__ASSIGNMENT__.
Every entry should be transcribed word for word, so that nothing is missing.

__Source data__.
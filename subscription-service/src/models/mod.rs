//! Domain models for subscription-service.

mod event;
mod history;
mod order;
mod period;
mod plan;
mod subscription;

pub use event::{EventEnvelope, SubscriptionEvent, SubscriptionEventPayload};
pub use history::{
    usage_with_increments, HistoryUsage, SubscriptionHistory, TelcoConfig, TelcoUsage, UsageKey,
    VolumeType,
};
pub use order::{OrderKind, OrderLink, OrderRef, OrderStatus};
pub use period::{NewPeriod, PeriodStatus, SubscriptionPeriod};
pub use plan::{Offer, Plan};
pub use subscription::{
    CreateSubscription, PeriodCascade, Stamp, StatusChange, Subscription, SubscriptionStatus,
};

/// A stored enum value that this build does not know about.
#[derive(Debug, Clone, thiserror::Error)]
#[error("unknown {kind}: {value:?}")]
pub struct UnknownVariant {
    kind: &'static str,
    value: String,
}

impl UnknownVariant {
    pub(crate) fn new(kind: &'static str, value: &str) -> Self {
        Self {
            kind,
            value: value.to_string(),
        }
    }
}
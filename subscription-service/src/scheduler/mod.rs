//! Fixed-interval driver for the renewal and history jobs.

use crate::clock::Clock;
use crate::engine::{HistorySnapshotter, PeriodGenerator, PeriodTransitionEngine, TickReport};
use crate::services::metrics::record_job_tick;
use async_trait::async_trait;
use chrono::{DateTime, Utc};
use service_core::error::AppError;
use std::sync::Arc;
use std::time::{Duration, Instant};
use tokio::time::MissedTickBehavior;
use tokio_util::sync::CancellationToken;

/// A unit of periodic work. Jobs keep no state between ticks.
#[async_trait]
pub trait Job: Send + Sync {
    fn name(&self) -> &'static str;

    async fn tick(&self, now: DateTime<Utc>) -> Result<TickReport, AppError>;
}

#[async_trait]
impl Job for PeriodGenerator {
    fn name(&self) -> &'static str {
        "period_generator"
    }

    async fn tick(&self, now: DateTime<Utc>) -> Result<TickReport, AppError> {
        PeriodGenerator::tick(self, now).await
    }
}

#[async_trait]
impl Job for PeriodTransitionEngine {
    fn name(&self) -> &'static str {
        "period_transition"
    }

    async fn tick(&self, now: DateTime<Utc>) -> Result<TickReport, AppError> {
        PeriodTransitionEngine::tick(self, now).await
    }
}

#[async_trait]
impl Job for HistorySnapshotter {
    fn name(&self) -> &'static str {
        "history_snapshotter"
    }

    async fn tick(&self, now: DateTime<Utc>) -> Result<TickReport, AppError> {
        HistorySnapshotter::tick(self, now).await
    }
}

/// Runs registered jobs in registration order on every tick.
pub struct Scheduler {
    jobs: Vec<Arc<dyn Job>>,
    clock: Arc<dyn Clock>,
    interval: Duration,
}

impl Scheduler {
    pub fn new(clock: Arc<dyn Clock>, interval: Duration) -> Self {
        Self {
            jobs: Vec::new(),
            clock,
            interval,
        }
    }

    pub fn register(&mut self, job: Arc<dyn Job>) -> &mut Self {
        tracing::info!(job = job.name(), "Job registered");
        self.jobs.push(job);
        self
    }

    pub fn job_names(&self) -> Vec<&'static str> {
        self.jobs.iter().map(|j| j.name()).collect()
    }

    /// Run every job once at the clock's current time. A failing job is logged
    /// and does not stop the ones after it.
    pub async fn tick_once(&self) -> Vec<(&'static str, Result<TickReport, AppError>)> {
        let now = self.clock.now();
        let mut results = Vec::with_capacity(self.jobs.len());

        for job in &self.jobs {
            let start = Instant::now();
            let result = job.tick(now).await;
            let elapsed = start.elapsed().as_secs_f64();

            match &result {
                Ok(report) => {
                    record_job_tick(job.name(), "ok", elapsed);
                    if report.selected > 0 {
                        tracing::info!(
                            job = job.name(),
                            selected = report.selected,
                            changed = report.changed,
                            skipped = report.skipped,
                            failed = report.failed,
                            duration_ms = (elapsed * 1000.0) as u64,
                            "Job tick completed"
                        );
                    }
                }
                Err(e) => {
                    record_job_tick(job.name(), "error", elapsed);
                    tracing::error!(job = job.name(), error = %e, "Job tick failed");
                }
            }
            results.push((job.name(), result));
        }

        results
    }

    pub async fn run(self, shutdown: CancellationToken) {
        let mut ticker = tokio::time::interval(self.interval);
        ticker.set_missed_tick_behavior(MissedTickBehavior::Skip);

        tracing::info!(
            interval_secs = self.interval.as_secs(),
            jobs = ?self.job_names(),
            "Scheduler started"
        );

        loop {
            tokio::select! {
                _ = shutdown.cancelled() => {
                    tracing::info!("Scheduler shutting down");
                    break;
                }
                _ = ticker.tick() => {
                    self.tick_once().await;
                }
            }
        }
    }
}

__EXPECTED ANSWER__.
filename subscription-service/src/models/mod.rs
//! Domain models for subscription-service.

mod event;
mod history;
mod order;
mod period;
mod plan;
mod subscription;

pub use event::{EventEnvelope, SubscriptionEvent, SubscriptionEventPayload};
pub use history::{
    usage_with_increments, HistoryUsage, SubscriptionHistory, TelcoConfig, TelcoUsage, UsageKey,
    VolumeType,
};
pub use order::{OrderKind, OrderLink, OrderRef, OrderStatus};
pub use period::{NewPeriod, PeriodStatus, SubscriptionPeriod};
pub use plan::{Offer, Plan};
pub use subscription::{
    CreateSubscription, PeriodCascade, Stamp, StatusChange, Subscription, SubscriptionStatus,
};

/// A stored enum value that this build does not know about.
#[derive(Debug, Clone, thiserror::Error)]
#[error("unknown {kind}: {value:?}")]
pub struct UnknownVariant {
    kind: &'static str,
    value: String,
}

impl UnknownVariant {
    pub(crate) fn new(kind: &'static str, value: &str) -> Self {
        Self {
            kind,
            value: value.to_string(),
        }
    }
}
filename subscription-service/src/scheduler/mod.rs
//! Fixed-interval driver for the renewal and history jobs.

use crate::clock::Clock;
use crate::engine::{HistorySnapshotter, PeriodGenerator, PeriodTransitionEngine, TickReport};
use crate::services::metrics::record_job_tick;
use async_trait::async_trait;
use chrono::{DateTime, Utc};
use service_core::error::AppError;
use std::sync::Arc;
use std::time::{Duration, Instant};
use tokio::time::MissedTickBehavior;
use tokio_util::sync::CancellationToken;

/// A unit of periodic work. Jobs keep no state between ticks.
#[async_trait]
pub trait Job: Send + Sync {
    fn name(&self) -> &'static str;

    async fn tick(&self, now: DateTime<Utc>) -> Result<TickReport, AppError>;
}

#[async_trait]
impl Job for PeriodGenerator {
    fn name(&self) -> &'static str {
        "period_generator"
    }

    async fn tick(&self, now: DateTime<Utc>) -> Result<TickReport, AppError> {
        PeriodGenerator::tick(self, now).await
    }
}

#[async_trait]
impl Job for PeriodTransitionEngine {
    fn name(&self) -> &'static str {
        "period_transition"
    }

    async fn tick(&self, now: DateTime<Utc>) -> Result<TickReport, AppError> {
        PeriodTransitionEngine::tick(self, now).await
    }
}

#[async_trait]
impl Job for HistorySnapshotter {
    fn name(&self) -> &'static str {
        "history_snapshotter"
    }

    async fn tick(&self, now: DateTime<Utc>) -> Result<TickReport, AppError> {
        HistorySnapshotter::tick(self, now).await
    }
}

/// Runs registered jobs in registration order on every tick.
pub struct Scheduler {
    jobs: Vec<Arc<dyn Job>>,
    clock: Arc<dyn Clock>,
    interval: Duration,
}

impl Scheduler {
    pub fn new(clock: Arc<dyn Clock>, interval: Duration) -> Self {
        Self {
            jobs: Vec::new(),
            clock,
            interval,
        }
    }

    pub fn register(&mut self, job: Arc<dyn Job>) -> &mut Self {
        tracing::info!(job = job.name(), "Job registered");
        self.jobs.push(job);
        self
    }

    pub fn job_names(&self) -> Vec<&'static str> {
        self.jobs.iter().map(|j| j.name()).collect()
    }

    /// Run every job once at the clock's current time. A failing job is logged
    /// and does not stop the ones after it.
    pub async fn tick_once(&self) -> Vec<(&'static str, Result<TickReport, AppError>)> {
        let now = self.clock.now();
        let mut results = Vec::with_capacity(self.jobs.len());

        for job in &self.jobs {
            let start = Instant::now();
            let result = job.tick(now).await;
            let elapsed = start.elapsed().as_secs_f64();

            match &result {
                Ok(report) => {
                    record_job_tick(job.name(), "ok", elapsed);
                    if report.selected > 0 {
                        tracing::info!(
                            job = job.name(),
                            selected = report.selected,
                            changed = report.changed,
                            skipped = report.skipped,
                            failed = report.failed,
                            duration_ms = (elapsed * 1000.0) as u64,
                            "Job tick completed"
                        );
                    }
                }
                Err(e) => {
                    record_job_tick(job.name(), "error", elapsed);
                    tracing::error!(job = job.name(), error = %e, "Job tick failed");
                }
            }
            results.push((job.name(), result));
        }

        results
    }

    pub async fn run(self, shutdown: CancellationToken) {
        let mut ticker = tokio::time::interval(self.interval);
        ticker.set_missed_tick_behavior(MissedTickBehavior::Skip);

        tracing::info!(
            interval_secs = self.interval.as_secs(),
            jobs = ?self.job_names(),
            "Scheduler started"
        );

        loop {
            tokio::select! {
                _ = shutdown.cancelled() => {
                    tracing::info!("Scheduler shutting down");
                    break;
                }
                _ = ticker.tick() => {
                    self.tick_once().await;
                }
            }
        }
    }
}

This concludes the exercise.